In the name of meeting these terms, Stockholm carries out one of the most aggressive economic programs among the European imperialist powers. Having met the standard of a budget deficit of no more than 3 percent of gross domestic product, the Swedish rulers have announced a goal of reaching a surplus of 2 percent. Stage one is a 0.5 percent surplus in the budget for this year.

While all the EU powers use the pact as grounds for an assault on the social wage, a number have been unable to meet its guidelines. In fact, the governments of France, Germany, and Italy—the three largest powers in the “Eurozone”—have announced their inability to make the goals for several years running. Berlin and Paris were the chief promoters of the pact, foisting it on their smaller rivals on the continent.

Among their other problems, the French capitalists, in particular, have had to deal with at times widespread resistance to their efforts to cut the social wage in order to meet the pact’s conditions.
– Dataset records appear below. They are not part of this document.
fn run_comment(
    mut config: SiglabConfig,
    source: &SourceArgs,
    at: Option<String>,
    model: Option<String>,
    dry_run: bool,
) -> Result<()> {
    if let Some(model) = model {
        config.commentary.model = model;
    }
    let series = load_series(&config, source)?;
    let opts = AnalyzeOptions {
        at: parse_date(at.as_deref(), "at")?,
        backtest: true,
        recent_closes: config.commentary.recent_closes,
    };
    let report = analyze(&series, &config.analysis, &opts)?;

    if dry_run {
        let prompt = siglab_runner::build_prompt(&report);
        println!("{}\n\n{}", prompt.system, prompt.user);
        return Ok(());
    }

    let client = ChatClient::new(&config.commentary)
        .context("set OPENAI_API_KEY or [commentary] api_key")?;
    let text = comment_on(&report, &client)
        .with_context(|| format!("commentary request to {} failed", client.model()))?;
    println!("{text}");
    Ok(())
}

fn run_demo(config: &SiglabConfig, symbol: &str, output_dir: Option<PathBuf>) -> Result<()> {
    let end = chrono::Local::now().date_naive();
    let start = end - chrono::Duration::days(i64::from(config.data.history_days.max(365)));
    let series = SyntheticProvider
        .fetch(symbol, start, end)
        .with_context(|| format!("synthetic provider failed for {symbol}"))?
        .series;

    let report = analyze(&series, &config.analysis, &AnalyzeOptions::default())?;
    print_markdown(&report);

    if let Some(dir) = output_dir {
        let run_dir = save_artifacts(&report, &dir)?;
        eprintln!("Artifacts saved to: {}", run_dir.display());
    }
    Ok(())
}

fn print_markdown(report: &AnalysisReport) {
    print!("{}", render_markdown(report));
}

fn print_backtest(symbol: &str, bt: &BacktestReport) {
    println!();
    println!("=== Backtest: {symbol} ===");
    println!("Signal:         {}", bt.signal.label());
    println!("Usable bars:    {} (lookback {})", bt.usable_bars, bt.lookback);
    println!("Holding days:   {}", bt.holding_days);
    if bt.skipped_triggers > 0 {
        println!("Skipped:        {}", bt.skipped_triggers);
    }
    println!();
    for direction in CrossDirection::ALL {
        let s = bt.summary_for(direction);
        println!(
            "{:<18} count {:>3}  win rate {:>7}  mean {:>7.2}%",
            direction.label(),
            s.occurrence_count,
            s.win_rate_pct(),
            s.mean_return * 100.0
        );
    }
    println!();
    for t in &bt.trades {
        println!(
            "{}  {:<18} {:>8.2} -> {:>8.2}  {:>8}",
            t.entry_date,
            t.signal_kind.label(),
            t.entry_price,
            t.exit_price,
            t.return_pct_display()
        );
    }
}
To date, the Swedish government has not faced the same kinds of obstacles. In 1998, without any debate and few protests, it implemented a new pension system attacking the so-called Swedish model-that is, a raft of government-provided social services that were won through the historic struggles of working people. The confusion among working people about the real meaning of this particular reform has begun to dissipate, however, as the impact of the lower benefits on recent retirees has begun to register.

Popular discontent with Stockholm’s course among working people here found one outlet in the September 2003 referendum aimed at adopting the euro. Prime Minister Göran Persson of the Social Democratic Party, who had invested much of his prestige in the campaign for a “yes” vote, was dealt an unexpected defeat.

Nonetheless, the government has not backed off its course of deeper assaults on working people’s hard-won rights. Recently it established a committee to plan further “reforms” in family allowances and benefits to disabled people and the unemployed. Persson has said that he wants these “reforms” to follow the model of the “reformed” pension system. Under the plan benefits will be divided in three: one part will be financed by the state, one will be included in union contracts, and one will be covered by private insurance.

Benefits will not be set at a fixed level, but instead there is a fixed sum allocated for these programs. Under the plan put forward, an increase in claims for disability insurance would lead to a reduction in benefit payments. The door will be open for a seamless transition, when the economic crisis deepens, into a system where individuals have to rely increasingly on private insurance.